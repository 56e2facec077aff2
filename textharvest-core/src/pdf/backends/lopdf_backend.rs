//! lopdf backend for PDF text extraction
//!
//! Pure-Rust parsing via the `lopdf` crate. The whole document is loaded
//! into memory once; text is then pulled out one page at a time so a page
//! with a broken content stream or an unsupported font encoding only costs
//! that page.

use super::{PdfBackend, PdfPages};
use crate::error::{ExtractError, Result};
use lopdf::Document;

/// lopdf-based backend. Stateless; safe to share across the whole run.
#[derive(Debug, Default, Clone, Copy)]
pub struct LopdfBackend;

impl LopdfBackend {
    pub fn new() -> Self {
        Self
    }
}

impl PdfBackend for LopdfBackend {
    fn open(&self, pdf_bytes: &[u8]) -> Result<Box<dyn PdfPages>> {
        tracing::debug!("🔧 Parsing {} bytes with lopdf", pdf_bytes.len());

        let document =
            Document::load_mem(pdf_bytes).map_err(|e| ExtractError::Parse(e.to_string()))?;

        tracing::debug!("   {} pages found", document.get_pages().len());
        Ok(Box::new(LopdfPages { document }))
    }

    fn name(&self) -> &str {
        "LopdfBackend"
    }

    fn is_healthy(&self) -> bool {
        // Nothing external to probe: the parser is linked in
        true
    }
}

/// A loaded lopdf document
struct LopdfPages {
    document: Document,
}

impl PdfPages for LopdfPages {
    fn page_numbers(&self) -> Vec<u32> {
        // BTreeMap keys, already ascending
        self.document.get_pages().keys().copied().collect()
    }

    fn page_text(&self, page_number: u32) -> Result<String> {
        self.document
            .extract_text(&[page_number])
            .map_err(|e| ExtractError::Page {
                page: page_number,
                message: e.to_string(),
            })
    }
}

*THE PROBLEM*: Retype the records in full, keeping every word as it is.

*WRITTEN ANSWER*:
repository 56e2facec077aff2
filename textharvest-core/src/pdf/backends/lopdf_backend.rs
//! lopdf backend for PDF text extraction
//!
//! Pure-Rust parsing via the `lopdf` crate. The whole document is loaded
//! into memory once; text is then pulled out one page at a time so a page
//! with a broken content stream or an unsupported font encoding only costs
//! that page.

use super::{PdfBackend, PdfPages};
use crate::error::{ExtractError, Result};
use lopdf::Document;

/// lopdf-based backend. Stateless; safe to share across the whole run.
#[derive(Debug, Default, Clone, Copy)]
pub struct LopdfBackend;

impl LopdfBackend {
    pub fn new() -> Self {
        Self
    }
}

impl PdfBackend for LopdfBackend {
    fn open(&self, pdf_bytes: &[u8]) -> Result<Box<dyn PdfPages>> {
        tracing::debug!("🔧 Parsing {} bytes with lopdf", pdf_bytes.len());

        let document =
            Document::load_mem(pdf_bytes).map_err(|e| ExtractError::Parse(e.to_string()))?;

        tracing::debug!("   {} pages found", document.get_pages().len());
        Ok(Box::new(LopdfPages { document }))
    }

    fn name(&self) -> &str {
        "LopdfBackend"
    }

    fn is_healthy(&self) -> bool {
        // Nothing external to probe: the parser is linked in
        true
    }
}

/// A loaded lopdf document
struct LopdfPages {
    document: Document,
}

impl PdfPages for LopdfPages {
    fn page_numbers(&self) -> Vec<u32> {
        // BTreeMap keys, already ascending
        self.document.get_pages().keys().copied().collect()
    }

    fn page_text(&self, page_number: u32) -> Result<String> {
        self.document
            .extract_text(&[page_number])
            .map_err(|e| ExtractError::Page {
                page: page_number,
                message: e.to_string(),
            })
    }
}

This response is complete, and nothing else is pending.